**EXERCISE REQUIREMENTS:**
Restate the records in full, so that each line matches the original exactly.

━━━━━ PROVIDED RECORDS ━━━━━

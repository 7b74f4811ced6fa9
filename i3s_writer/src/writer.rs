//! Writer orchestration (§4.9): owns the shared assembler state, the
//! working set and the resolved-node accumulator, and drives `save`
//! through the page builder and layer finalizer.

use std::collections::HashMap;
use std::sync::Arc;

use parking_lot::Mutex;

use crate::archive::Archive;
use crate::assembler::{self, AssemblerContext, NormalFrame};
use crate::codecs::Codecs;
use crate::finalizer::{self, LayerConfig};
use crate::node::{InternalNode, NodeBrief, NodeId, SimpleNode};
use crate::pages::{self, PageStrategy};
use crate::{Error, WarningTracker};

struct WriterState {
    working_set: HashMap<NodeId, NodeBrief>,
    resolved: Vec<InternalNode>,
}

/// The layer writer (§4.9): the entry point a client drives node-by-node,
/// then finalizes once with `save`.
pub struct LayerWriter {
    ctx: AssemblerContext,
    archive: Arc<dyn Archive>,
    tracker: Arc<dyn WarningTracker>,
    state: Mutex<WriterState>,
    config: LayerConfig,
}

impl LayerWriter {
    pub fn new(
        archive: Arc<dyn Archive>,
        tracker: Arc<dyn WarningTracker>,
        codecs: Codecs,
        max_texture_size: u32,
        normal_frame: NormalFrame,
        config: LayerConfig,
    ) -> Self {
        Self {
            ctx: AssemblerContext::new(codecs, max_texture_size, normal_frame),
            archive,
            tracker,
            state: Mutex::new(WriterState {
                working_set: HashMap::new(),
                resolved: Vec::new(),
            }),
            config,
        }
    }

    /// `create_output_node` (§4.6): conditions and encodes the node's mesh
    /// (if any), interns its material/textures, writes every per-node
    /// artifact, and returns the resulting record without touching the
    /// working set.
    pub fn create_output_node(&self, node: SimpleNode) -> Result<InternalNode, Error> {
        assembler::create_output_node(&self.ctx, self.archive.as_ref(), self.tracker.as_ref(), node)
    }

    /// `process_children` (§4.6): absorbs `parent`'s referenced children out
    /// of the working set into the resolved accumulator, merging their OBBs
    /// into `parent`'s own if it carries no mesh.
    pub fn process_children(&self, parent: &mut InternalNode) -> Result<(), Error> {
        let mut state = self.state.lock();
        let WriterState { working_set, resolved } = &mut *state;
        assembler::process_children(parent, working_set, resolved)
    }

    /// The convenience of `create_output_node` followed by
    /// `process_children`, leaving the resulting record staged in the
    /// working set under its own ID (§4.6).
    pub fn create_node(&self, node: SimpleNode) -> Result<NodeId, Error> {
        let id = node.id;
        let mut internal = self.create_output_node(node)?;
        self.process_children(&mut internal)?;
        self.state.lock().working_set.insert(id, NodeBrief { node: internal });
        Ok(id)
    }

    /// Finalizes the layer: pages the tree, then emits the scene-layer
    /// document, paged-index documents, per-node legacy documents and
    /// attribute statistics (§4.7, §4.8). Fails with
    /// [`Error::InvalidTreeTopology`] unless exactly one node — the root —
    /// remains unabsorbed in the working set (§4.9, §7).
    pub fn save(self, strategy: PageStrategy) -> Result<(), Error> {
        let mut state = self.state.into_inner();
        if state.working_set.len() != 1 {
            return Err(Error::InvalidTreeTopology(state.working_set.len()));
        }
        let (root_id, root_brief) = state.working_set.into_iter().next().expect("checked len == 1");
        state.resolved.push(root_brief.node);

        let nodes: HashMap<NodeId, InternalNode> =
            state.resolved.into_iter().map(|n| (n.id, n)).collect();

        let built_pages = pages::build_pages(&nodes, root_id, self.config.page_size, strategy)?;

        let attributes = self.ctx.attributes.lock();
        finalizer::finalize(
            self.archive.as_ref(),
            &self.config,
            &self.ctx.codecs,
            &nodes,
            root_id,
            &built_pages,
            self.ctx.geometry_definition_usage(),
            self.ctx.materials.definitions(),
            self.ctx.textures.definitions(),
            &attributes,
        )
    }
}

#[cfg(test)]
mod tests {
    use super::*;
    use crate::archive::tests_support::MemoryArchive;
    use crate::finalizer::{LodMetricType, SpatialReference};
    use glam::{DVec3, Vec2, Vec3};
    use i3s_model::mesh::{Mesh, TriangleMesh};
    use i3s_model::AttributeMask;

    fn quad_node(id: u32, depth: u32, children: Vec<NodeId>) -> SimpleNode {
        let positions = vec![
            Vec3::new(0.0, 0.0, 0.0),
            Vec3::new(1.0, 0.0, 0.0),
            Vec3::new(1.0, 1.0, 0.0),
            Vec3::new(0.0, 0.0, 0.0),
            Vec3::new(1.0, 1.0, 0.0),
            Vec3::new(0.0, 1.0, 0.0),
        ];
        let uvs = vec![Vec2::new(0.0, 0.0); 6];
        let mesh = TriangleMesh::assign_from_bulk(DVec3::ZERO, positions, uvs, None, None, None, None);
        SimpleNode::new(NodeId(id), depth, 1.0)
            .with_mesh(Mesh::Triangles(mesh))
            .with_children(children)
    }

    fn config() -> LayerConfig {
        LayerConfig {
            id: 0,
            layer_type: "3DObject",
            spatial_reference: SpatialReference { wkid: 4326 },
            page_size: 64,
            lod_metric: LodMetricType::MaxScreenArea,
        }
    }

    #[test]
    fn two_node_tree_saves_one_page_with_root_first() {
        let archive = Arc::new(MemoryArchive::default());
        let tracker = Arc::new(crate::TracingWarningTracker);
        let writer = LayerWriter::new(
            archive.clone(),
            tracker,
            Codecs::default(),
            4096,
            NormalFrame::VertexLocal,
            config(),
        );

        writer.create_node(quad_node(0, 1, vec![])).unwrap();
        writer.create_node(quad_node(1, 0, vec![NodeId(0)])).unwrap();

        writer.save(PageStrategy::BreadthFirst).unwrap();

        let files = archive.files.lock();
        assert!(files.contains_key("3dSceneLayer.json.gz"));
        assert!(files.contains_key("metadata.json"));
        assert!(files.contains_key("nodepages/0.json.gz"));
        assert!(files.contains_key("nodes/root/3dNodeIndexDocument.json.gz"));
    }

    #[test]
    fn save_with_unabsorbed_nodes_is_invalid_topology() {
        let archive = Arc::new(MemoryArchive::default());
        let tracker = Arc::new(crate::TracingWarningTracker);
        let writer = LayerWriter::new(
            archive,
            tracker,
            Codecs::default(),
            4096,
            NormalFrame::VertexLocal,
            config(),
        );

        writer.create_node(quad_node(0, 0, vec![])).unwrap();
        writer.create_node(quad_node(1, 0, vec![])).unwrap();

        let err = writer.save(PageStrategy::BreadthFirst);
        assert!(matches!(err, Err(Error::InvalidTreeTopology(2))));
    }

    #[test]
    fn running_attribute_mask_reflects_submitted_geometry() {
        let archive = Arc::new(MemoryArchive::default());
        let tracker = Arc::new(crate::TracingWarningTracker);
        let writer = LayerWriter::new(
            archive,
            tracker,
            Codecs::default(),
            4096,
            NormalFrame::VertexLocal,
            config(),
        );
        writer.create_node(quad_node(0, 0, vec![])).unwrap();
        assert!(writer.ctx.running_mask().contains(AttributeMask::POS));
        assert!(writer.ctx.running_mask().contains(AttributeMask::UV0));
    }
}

━━━━━

**RESPONSE BOX:**
repository 7b74f4811ced6fa9
filename i3s_writer/src/writer.rs
//! Writer orchestration (§4.9): owns the shared assembler state, the
//! working set and the resolved-node accumulator, and drives `save`
//! through the page builder and layer finalizer.

use std::collections::HashMap;
use std::sync::Arc;

use parking_lot::Mutex;

use crate::archive::Archive;
use crate::assembler::{self, AssemblerContext, NormalFrame};
use crate::codecs::Codecs;
use crate::finalizer::{self, LayerConfig};
use crate::node::{InternalNode, NodeBrief, NodeId, SimpleNode};
use crate::pages::{self, PageStrategy};
use crate::{Error, WarningTracker};

struct WriterState {
    working_set: HashMap<NodeId, NodeBrief>,
    resolved: Vec<InternalNode>,
}

/// The layer writer (§4.9): the entry point a client drives node-by-node,
/// then finalizes once with `save`.
pub struct LayerWriter {
    ctx: AssemblerContext,
    archive: Arc<dyn Archive>,
    tracker: Arc<dyn WarningTracker>,
    state: Mutex<WriterState>,
    config: LayerConfig,
}

impl LayerWriter {
    pub fn new(
        archive: Arc<dyn Archive>,
        tracker: Arc<dyn WarningTracker>,
        codecs: Codecs,
        max_texture_size: u32,
        normal_frame: NormalFrame,
        config: LayerConfig,
    ) -> Self {
        Self {
            ctx: AssemblerContext::new(codecs, max_texture_size, normal_frame),
            archive,
            tracker,
            state: Mutex::new(WriterState {
                working_set: HashMap::new(),
                resolved: Vec::new(),
            }),
            config,
        }
    }

    /// `create_output_node` (§4.6): conditions and encodes the node's mesh
    /// (if any), interns its material/textures, writes every per-node
    /// artifact, and returns the resulting record without touching the
    /// working set.
    pub fn create_output_node(&self, node: SimpleNode) -> Result<InternalNode, Error> {
        assembler::create_output_node(&self.ctx, self.archive.as_ref(), self.tracker.as_ref(), node)
    }

    /// `process_children` (§4.6): absorbs `parent`'s referenced children out
    /// of the working set into the resolved accumulator, merging their OBBs
    /// into `parent`'s own if it carries no mesh.
    pub fn process_children(&self, parent: &mut InternalNode) -> Result<(), Error> {
        let mut state = self.state.lock();
        let WriterState { working_set, resolved } = &mut *state;
        assembler::process_children(parent, working_set, resolved)
    }

    /// The convenience of `create_output_node` followed by
    /// `process_children`, leaving the resulting record staged in the
    /// working set under its own ID (§4.6).
    pub fn create_node(&self, node: SimpleNode) -> Result<NodeId, Error> {
        let id = node.id;
        let mut internal = self.create_output_node(node)?;
        self.process_children(&mut internal)?;
        self.state.lock().working_set.insert(id, NodeBrief { node: internal });
        Ok(id)
    }

    /// Finalizes the layer: pages the tree, then emits the scene-layer
    /// document, paged-index documents, per-node legacy documents and
    /// attribute statistics (§4.7, §4.8). Fails with
    /// [`Error::InvalidTreeTopology`] unless exactly one node — the root —
    /// remains unabsorbed in the working set (§4.9, §7).
    pub fn save(self, strategy: PageStrategy) -> Result<(), Error> {
        let mut state = self.state.into_inner();
        if state.working_set.len() != 1 {
            return Err(Error::InvalidTreeTopology(state.working_set.len()));
        }
        let (root_id, root_brief) = state.working_set.into_iter().next().expect("checked len == 1");
        state.resolved.push(root_brief.node);

        let nodes: HashMap<NodeId, InternalNode> =
            state.resolved.into_iter().map(|n| (n.id, n)).collect();

        let built_pages = pages::build_pages(&nodes, root_id, self.config.page_size, strategy)?;

        let attributes = self.ctx.attributes.lock();
        finalizer::finalize(
            self.archive.as_ref(),
            &self.config,
            &self.ctx.codecs,
            &nodes,
            root_id,
            &built_pages,
            self.ctx.geometry_definition_usage(),
            self.ctx.materials.definitions(),
            self.ctx.textures.definitions(),
            &attributes,
        )
    }
}

#[cfg(test)]
mod tests {
    use super::*;
    use crate::archive::tests_support::MemoryArchive;
    use crate::finalizer::{LodMetricType, SpatialReference};
    use glam::{DVec3, Vec2, Vec3};
    use i3s_model::mesh::{Mesh, TriangleMesh};
    use i3s_model::AttributeMask;

    fn quad_node(id: u32, depth: u32, children: Vec<NodeId>) -> SimpleNode {
        let positions = vec![
            Vec3::new(0.0, 0.0, 0.0),
            Vec3::new(1.0, 0.0, 0.0),
            Vec3::new(1.0, 1.0, 0.0),
            Vec3::new(0.0, 0.0, 0.0),
            Vec3::new(1.0, 1.0, 0.0),
            Vec3::new(0.0, 1.0, 0.0),
        ];
        let uvs = vec![Vec2::new(0.0, 0.0); 6];
        let mesh = TriangleMesh::assign_from_bulk(DVec3::ZERO, positions, uvs, None, None, None, None);
        SimpleNode::new(NodeId(id), depth, 1.0)
            .with_mesh(Mesh::Triangles(mesh))
            .with_children(children)
    }

    fn config() -> LayerConfig {
        LayerConfig {
            id: 0,
            layer_type: "3DObject",
            spatial_reference: SpatialReference { wkid: 4326 },
            page_size: 64,
            lod_metric: LodMetricType::MaxScreenArea,
        }
    }

    #[test]
    fn two_node_tree_saves_one_page_with_root_first() {
        let archive = Arc::new(MemoryArchive::default());
        let tracker = Arc::new(crate::TracingWarningTracker);
        let writer = LayerWriter::new(
            archive.clone(),
            tracker,
            Codecs::default(),
            4096,
            NormalFrame::VertexLocal,
            config(),
        );

        writer.create_node(quad_node(0, 1, vec![])).unwrap();
        writer.create_node(quad_node(1, 0, vec![NodeId(0)])).unwrap();

        writer.save(PageStrategy::BreadthFirst).unwrap();

        let files = archive.files.lock();
        assert!(files.contains_key("3dSceneLayer.json.gz"));
        assert!(files.contains_key("metadata.json"));
        assert!(files.contains_key("nodepages/0.json.gz"));
        assert!(files.contains_key("nodes/root/3dNodeIndexDocument.json.gz"));
    }

    #[test]
    fn save_with_unabsorbed_nodes_is_invalid_topology() {
        let archive = Arc::new(MemoryArchive::default());
        let tracker = Arc::new(crate::TracingWarningTracker);
        let writer = LayerWriter::new(
            archive,
            tracker,
            Codecs::default(),
            4096,
            NormalFrame::VertexLocal,
            config(),
        );

        writer.create_node(quad_node(0, 0, vec![])).unwrap();
        writer.create_node(quad_node(1, 0, vec![])).unwrap();

        let err = writer.save(PageStrategy::BreadthFirst);
        assert!(matches!(err, Err(Error::InvalidTreeTopology(2))));
    }

    #[test]
    fn running_attribute_mask_reflects_submitted_geometry() {
        let archive = Arc::new(MemoryArchive::default());
        let tracker = Arc::new(crate::TracingWarningTracker);
        let writer = LayerWriter::new(
            archive,
            tracker,
            Codecs::default(),
            4096,
            NormalFrame::VertexLocal,
            config(),
        );
        writer.create_node(quad_node(0, 0, vec![])).unwrap();
        assert!(writer.ctx.running_mask().contains(AttributeMask::POS));
        assert!(writer.ctx.running_mask().contains(AttributeMask::UV0));
    }
}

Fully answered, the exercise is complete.